Note about Java and generics:
Prior to Java 1.5, generics were not available. You could however simulate this through the use of polymorphism. Recall that if you had some class Parent and subclass Child, and a method called foo in Parent, then an object of either class could call upon foo, so foo becomes a generic method. If you could extend this concept by making the ADT store data of type Objects, then since all object types descend from Object, the ADT can then implement methods that operate on the type Object but still permit you to store a specific type in the ADT (for instance, if the ADT is a stack, you could store Strings or Colors there). If you were to store a primitive type, you would use the appropriate wrapper classes (such as Integer to store int values). So you could make a generic ADT in Java through this technique. The only problem with this is to obtain a specific item from the ADT would require casting the Object to its right type. You can see a brief example of this on page 507-8 where the ADT is used to store Integers.

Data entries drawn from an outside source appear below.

//! Prometheus metrics for the hermes proxy.

use prometheus::{IntCounter, IntCounterVec, IntGauge, Opts, Registry};
use std::sync::OnceLock;

/// Global metrics registry
static METRICS: OnceLock<Metrics> = OnceLock::new();

/// Get the global metrics instance
pub fn metrics() -> &'static Metrics {
    METRICS.get_or_init(Metrics::new)
}

pub struct Metrics {
    pub registry: Registry,

    /// Total client sessions accepted
    pub sessions_total: IntCounter,
    /// Current active client sessions
    pub sessions_active: IntGauge,

    /// Statements forwarded, by route target (master/slave/all)
    pub queries_routed_total: IntCounterVec,
    /// Query errors surfaced to clients, by kind
    pub query_errors_total: IntCounterVec,

    /// Backend connections that failed or broke mid-query
    pub backend_failures_total: IntCounterVec,
    /// Reads transparently re-routed after a slave failure
    pub read_retries_total: IntCounter,

    /// Session commands recorded
    pub sescmds_total: IntCounter,
    /// Session commands replayed onto newly attached backends
    pub sescmd_replays_total: IntCounter,
    /// Broadcast replies that diverged from the reference reply
    pub reply_divergence_total: IntCounter,

    /// Column values rewritten by the masking filter, by rule kind
    pub masking_rewrites_total: IntCounterVec,
}

impl Metrics {
    fn new() -> Self {
        let registry = Registry::new();

        let sessions_total = IntCounter::new(
            "hermes_sessions_total",
            "Total number of client sessions accepted",
        )
        .unwrap();

        let sessions_active = IntGauge::new(
            "hermes_sessions_active",
            "Current number of active client sessions",
        )
        .unwrap();

        let queries_routed_total = IntCounterVec::new(
            Opts::new(
                "hermes_queries_routed_total",
                "Statements forwarded by route target",
            ),
            &["target"],
        )
        .unwrap();

        let query_errors_total = IntCounterVec::new(
            Opts::new(
                "hermes_query_errors_total",
                "Query errors surfaced to clients by kind",
            ),
            &["kind"],
        )
        .unwrap();

        let backend_failures_total = IntCounterVec::new(
            Opts::new(
                "hermes_backend_failures_total",
                "Backend connection failures by server",
            ),
            &["server"],
        )
        .unwrap();

        let read_retries_total = IntCounter::new(
            "hermes_read_retries_total",
            "Reads re-routed to another backend after a failure",
        )
        .unwrap();

        let sescmds_total = IntCounter::new(
            "hermes_sescmds_total",
            "Session commands recorded in session histories",
        )
        .unwrap();

        let sescmd_replays_total = IntCounter::new(
            "hermes_sescmd_replays_total",
            "Session commands replayed onto newly attached backends",
        )
        .unwrap();

        let reply_divergence_total = IntCounter::new(
            "hermes_reply_divergence_total",
            "Broadcast replies that disagreed with the reference reply",
        )
        .unwrap();

        let masking_rewrites_total = IntCounterVec::new(
            Opts::new(
                "hermes_masking_rewrites_total",
                "Column values rewritten by the masking filter",
            ),
            &["kind"],
        )
        .unwrap();

        registry.register(Box::new(sessions_total.clone())).unwrap();
        registry.register(Box::new(sessions_active.clone())).unwrap();
        registry
            .register(Box::new(queries_routed_total.clone()))
            .unwrap();
        registry
            .register(Box::new(query_errors_total.clone()))
            .unwrap();
        registry
            .register(Box::new(backend_failures_total.clone()))
            .unwrap();
        registry
            .register(Box::new(read_retries_total.clone()))
            .unwrap();
        registry.register(Box::new(sescmds_total.clone())).unwrap();
        registry
            .register(Box::new(sescmd_replays_total.clone()))
            .unwrap();
        registry
            .register(Box::new(reply_divergence_total.clone()))
            .unwrap();
        registry
            .register(Box::new(masking_rewrites_total.clone()))
            .unwrap();

        Self {
            registry,
            sessions_total,
            sessions_active,
            queries_routed_total,
            query_errors_total,
            backend_failures_total,
            read_retries_total,
            sescmds_total,
            sescmd_replays_total,
            reply_divergence_total,
            masking_rewrites_total,
        }
    }

    pub fn record_session_opened(&self) {
        self.sessions_total.inc();
        self.sessions_active.inc();
    }

    pub fn record_session_closed(&self) {
        self.sessions_active.dec();
    }

    pub fn record_route(&self, target: &str) {
        self.queries_routed_total.with_label_values(&[target]).inc();
    }

    pub fn record_query_error(&self, kind: &str) {
        self.query_errors_total.with_label_values(&[kind]).inc();
    }

    pub fn record_backend_failure(&self, server: &str) {
        self.backend_failures_total
            .with_label_values(&[server])
            .inc();
    }

    pub fn record_read_retry(&self) {
        self.read_retries_total.inc();
    }

    pub fn record_sescmd(&self) {
        self.sescmds_total.inc();
    }

    pub fn record_sescmd_replay(&self) {
        self.sescmd_replays_total.inc();
    }

    pub fn record_reply_divergence(&self) {
        self.reply_divergence_total.inc();
    }

    pub fn record_masking_rewrite(&self, kind: &str) {
        self.masking_rewrites_total.with_label_values(&[kind]).inc();
    }

    /// Get metrics as Prometheus text format
    pub fn gather(&self) -> String {
        use prometheus::Encoder;
        let encoder = prometheus::TextEncoder::new();
        let metric_families = self.registry.gather();
        let mut buffer = Vec::new();
        encoder.encode(&metric_families, &mut buffer).unwrap();
        String::from_utf8(buffer).unwrap()
    }
}

#[cfg(test)]
mod tests {
    use super::*;

    #[test]
    fn test_metrics_gather() {
        let m = metrics();
        m.record_route("slave");
        m.record_query_error("no_backend");
        let text = m.gather();
        assert!(text.contains("hermes_queries_routed_total"));
        assert!(text.contains("hermes_query_errors_total"));
    }
}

Java 1.5 cleans this up by permitting true generic objects for parameterized ADTs.
The idea of a namespace is that it allows units of a program (e.g., function names) to have the same name but be different sets of code – a namespace is a container (encapsulation) in which a given name can be recognized. Here, we look at how namespaces are specified in some of the more common languages.
C++ uses namespace to specify a namespace. To access elements of a namespace, you use the :: operator. The :: is known as the scope resolution operator. The :: notation is needed when two libraries have different definitions but share the same named item. An example might be having a namespace for MyStack and referencing a variable of that encapsulation using MyStack::topPtr.
Java uses packages which combine one or more class definitions. Without a package, special access can be granted between classes (we cover this in chapter 12). We use import to import an entire package or a specific class from a package:
import java.io.*; imports all classes in the package
import java.io.JOptionPane; imports only the selected class
Since Java is OO, the use of the namespace is governed by interaction with objects. Therefore, Java does not permit imported classes to share names, but names of different class’ methods, variables and constants can be shared. You would address a shared item by referencing the class, as in aStack.topPtr or aStack.pop();
Ada also uses packages. In Ada, the with statement is used to include a package, and the uses statement is used to specify the specific definition (ADT) desired from that package. For example:
with Ada.Text_IO;
uses Ada.Text_IO;
oruses Ada.Text_IO.Put;
Ruby uses modules, which are collections of methods and constants. Modules are unlike classes though as in that a Module is not a definition that can be instantiated or extended.